Counting the praises of omega-3: (left to right) Drake Mitchell, NIAAA; panel chair Norman Salem, NIAAA; Stanley Rapoport, NIA; and John Paul SanGiovanni, NEI

Diets low in omega-3 fatty acids—especially the highly unsaturated docosahexaenoic (DHA)—take their toll on cell signaling, vision, and cognition.

These effects are clearly demonstrated in rat studies and in studies involving patients with Alzheimer’s disease and age-related macular degeneration (AMD), panelists reported at a Research Festival symposium on "Regulation of Nervous System Structure and Function by Dietary Polyunsaturated Fatty Acids."

The absence of omega-3 fatty acids from the diet results in the replacement of DHA by docosapentaenoic acid (DPA) omega-6, observed Norman Salem, Jr., chief of the Laboratory of Membrane Biochemistry & Biophysics, NIAAA, and of the Section on Nutritional Neuroscience.

"They’re both long-chained and they’re both PUFAs [polyunsaturated fatty acids], but there is a difference in structure at the atomic level that causes major physiologic differences. It’s one of the most amazing things I’ve ever seen in biology—and that’s why I’ve been working on this for decades."

That one structural difference manifests itself in olfactory deficits, an inability to remember an escape route, and neuroanatomical defects such as decreased neuron size and density and impaired dendritic tree development in the DHA-deprived cohort of rats fed otherwise-identical diets.

The bottom-line explanation for these findings, "we think," Salem said, is disrupted regulation of G protein–coupled receptor signaling (GPCR).

Drake Mitchell, acting chief of the Section on Fluorescence Studies, bolstered the GPCR signaling hypothesis with his report on a series of rat studies in which the replacement of omega-3 PUFA with omega-6 PUFA disrupted regulation of GPCR signaling, membrane composition, and visual responses in the retina.

Human retinal health and disease, said John Paul SanGiovanni, staff scientist in the Clinical Trials Branch, NEI, and project officer of the Age-Related Eye Disease Study 2 (AREDS2), are intimately connected to the level of dietary intake of long-chain PUFAs, specifically the omega-3 fatty acids DHA and EPA (eicosapentaenoic acid).

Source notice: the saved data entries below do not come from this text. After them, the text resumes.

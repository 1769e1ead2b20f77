use std::sync::Arc;
use std::time::Duration;
use tokio::sync::RwLock;
use tracing::{info, warn};

use crate::clients::countries::{CountrySource, RestCountriesClient};
use crate::clients::mail::{HttpMailer, LogMailer, Mailer};
use crate::config::Config;
use crate::db::Store;
use crate::services::{
    AlumniService, AuthService, NominationService, OtpService, ReferenceService,
    SeaOrmAlumniService, SeaOrmAuthService, SeaOrmNominationService, SeaOrmOtpService,
    SeaOrmSponsorshipService, SponsorshipService,
};

/// Builds the mailer the config asks for.
fn build_mailer(config: &Config) -> anyhow::Result<Arc<dyn Mailer>> {
    if config.mail.enabled {
        Ok(Arc::new(HttpMailer::new(&config.mail)?))
    } else {
        info!("Mail delivery disabled; verification codes will be logged");
        Ok(Arc::new(LogMailer))
    }
}

fn build_country_source(config: &Config) -> anyhow::Result<Option<Arc<dyn CountrySource>>> {
    if config.countries.seed_on_startup {
        Ok(Some(Arc::new(RestCountriesClient::new(&config.countries)?)))
    } else {
        Ok(None)
    }
}

#[derive(Clone)]
pub struct SharedState {
    pub config: Arc<RwLock<Config>>,

    pub store: Store,

    pub otp_service: Arc<dyn OtpService>,

    pub alumni_service: Arc<dyn AlumniService>,

    pub nomination_service: Arc<dyn NominationService>,

    pub sponsorship_service: Arc<dyn SponsorshipService>,

    pub auth_service: Arc<dyn AuthService>,

    pub reference_service: Arc<ReferenceService>,
}

impl SharedState {
    pub async fn new(config: Config) -> anyhow::Result<Self> {
        let mailer = build_mailer(&config)?;
        let country_source = build_country_source(&config)?;
        Self::with_collaborators(config, mailer, country_source).await
    }

    /// Wires every service against the configured database, using the
    /// given outbound collaborators.
    pub async fn with_collaborators(
        config: Config,
        mailer: Arc<dyn Mailer>,
        country_source: Option<Arc<dyn CountrySource>>,
    ) -> anyhow::Result<Self> {
        let store = Store::with_pool_options(
            &config.general.database_path,
            config.general.max_db_connections,
            config.general.min_db_connections,
        )
        .await?;

        let otp_service = Arc::new(SeaOrmOtpService::new(
            store.clone(),
            mailer,
            Duration::from_secs(u64::from(config.otp.validity_seconds)),
        )) as Arc<dyn OtpService>;

        let alumni_service =
            Arc::new(SeaOrmAlumniService::new(store.clone())) as Arc<dyn AlumniService>;

        let nomination_service =
            Arc::new(SeaOrmNominationService::new(store.clone())) as Arc<dyn NominationService>;

        let sponsorship_service = Arc::new(SeaOrmSponsorshipService::new(store.clone()))
            as Arc<dyn SponsorshipService>;

        let auth_service = Arc::new(SeaOrmAuthService::new(
            store.clone(),
            config.security.clone(),
            config.admin.clone(),
        )) as Arc<dyn AuthService>;

        let reference_service = Arc::new(ReferenceService::new(store.clone(), country_source));

        Ok(Self {
            config: Arc::new(RwLock::new(config)),
            store,
            otp_service,
            alumni_service,
            nomination_service,
            sponsorship_service,
            auth_service,
            reference_service,
        })
    }

    pub async fn config(&self) -> Config {
        self.config.read().await.clone()
    }

    /// Creates the default admin accounts and fills empty reference tables.
    ///
    /// An unreachable country source only logs a warning; the list stays
    /// empty until the next start.
    pub async fn seed(&self) -> anyhow::Result<()> {
        self.auth_service.seed_defaults().await?;

        self.reference_service.seed_courses().await?;

        if let Err(e) = self.reference_service.seed_countries().await {
            warn!(event = "country_seed_skipped", error = %e, "Country list not seeded");
        }

        Ok(())
    }
}
pub mod admin;
pub mod alumni;
pub mod nomination;
pub mod otp;
pub mod reference;
pub mod sponsorship;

Findings from NEI’s first AREDS trial and other studies examining the relationship of dietary omega-3 long-chain PUFA and the likelihood of having the neovascular form of AMD, which accounts for most AMD-related vision loss, SanGiovanni said, are "consistent"—decreasing risk with increasing intake.

In the NEI study, involving 658 participants with neovascular AMD and 1,080 AMD-free healthy control subjects, those consuming the highest amounts of DHA had a 50 percent decreased risk of having neovascular AMD relative to peers reporting the lowest levels of DHA intake. Other NEI findings include a protective effect of EPA on progression to central geographic atrophy and vision loss, and a synergistic protective effect of aspirin with either DHA or EPA on prevalence and incidence of sight-threatening AMD.

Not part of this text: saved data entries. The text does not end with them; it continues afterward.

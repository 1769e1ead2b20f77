use anyhow::{Context, Result};
use sea_orm::sea_query::OnConflict;
use sea_orm::{DatabaseConnection, EntityTrait, PaginatorTrait, QueryOrder, Set};

use crate::clients::countries::CountryInfo;
use crate::domain::now_timestamp;
use crate::entities::{countries, courses, prelude::*};

pub struct ReferenceRepository {
    conn: DatabaseConnection,
}

impl ReferenceRepository {
    #[must_use]
    pub const fn new(conn: DatabaseConnection) -> Self {
        Self { conn }
    }

    pub async fn list_courses(&self) -> Result<Vec<courses::Model>> {
        Courses::find()
            .order_by_asc(courses::Column::Name)
            .all(&self.conn)
            .await
            .context("Failed to query courses")
    }

    pub async fn course_count(&self) -> Result<u64> {
        Courses::find()
            .count(&self.conn)
            .await
            .context("Failed to count courses")
    }

    /// Inserts `(code, name)` pairs, skipping codes that already exist.
    pub async fn insert_courses(&self, entries: &[(&str, &str)]) -> Result<u64> {
        if entries.is_empty() {
            return Ok(0);
        }

        let now = now_timestamp();
        let active_models = entries.iter().map(|(code, name)| courses::ActiveModel {
            code: Set((*code).to_string()),
            name: Set((*name).to_string()),
            created_at: Set(now.clone()),
            ..Default::default()
        });

        let inserted = Courses::insert_many(active_models)
            .on_conflict(
                OnConflict::column(courses::Column::Code)
                    .do_nothing()
                    .to_owned(),
            )
            .exec_without_returning(&self.conn)
            .await
            .context("Failed to insert courses")?;

        Ok(inserted)
    }

    pub async fn list_countries(&self) -> Result<Vec<countries::Model>> {
        Countries::find()
            .order_by_asc(countries::Column::Name)
            .all(&self.conn)
            .await
            .context("Failed to query countries")
    }

    pub async fn country_count(&self) -> Result<u64> {
        Countries::find()
            .count(&self.conn)
            .await
            .context("Failed to count countries")
    }

    /// Inserts countries, skipping names that already exist.
    pub async fn insert_countries(&self, entries: &[CountryInfo]) -> Result<u64> {
        if entries.is_empty() {
            return Ok(0);
        }

        let active_models = entries.iter().map(|country| countries::ActiveModel {
            name: Set(country.name.clone()),
            code: Set(country.code.clone()),
            latitude: Set(country.latitude),
            longitude: Set(country.longitude),
            ..Default::default()
        });

        let inserted = Countries::insert_many(active_models)
            .on_conflict(
                OnConflict::column(countries::Column::Name)
                    .do_nothing()
                    .to_owned(),
            )
            .exec_without_returning(&self.conn)
            .await
            .context("Failed to insert countries")?;

        Ok(inserted)
    }
}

A newly launched phase III clinical trial—AREDS2—will enroll 4,000 AMD patients and assess the value of dietary DHA and EPA in addition to the antioxidant regimen tested in the earlier AREDS trial, SanGiovanni noted.

Brain AA findings in a rat model of neuroinflammation—elevated AA release from and reincorporation into brain phospholipids and increased brain activity in phospholipase A2 in rats subjected to lipopolysaccharide infusion—provided a basis for ongoing studies in patients with Alzheimer’s disease and healthy control subjects.

Stanley Rapoport, chief of the Brain Physiology and Metabolism Section, NIA, reported PET imaging data on increased incorporation of intravenously injected radiolabeled AA from plasma into the brain regions of Alzheimer’s disease patients where brain blood flow was reduced.

Related findings include the fact that lithium and other agents used to treat bipolar disorder decrease AA turnover in rat brain phospholipids, as well as brain phospholipase A2 activity, Rapoport said. He noted that increased AA incorporation from plasma on PET may be used as a marker of neuroinflammation in Alzheimer’s disease and conditions such as AIDS dementia and multiple sclerosis.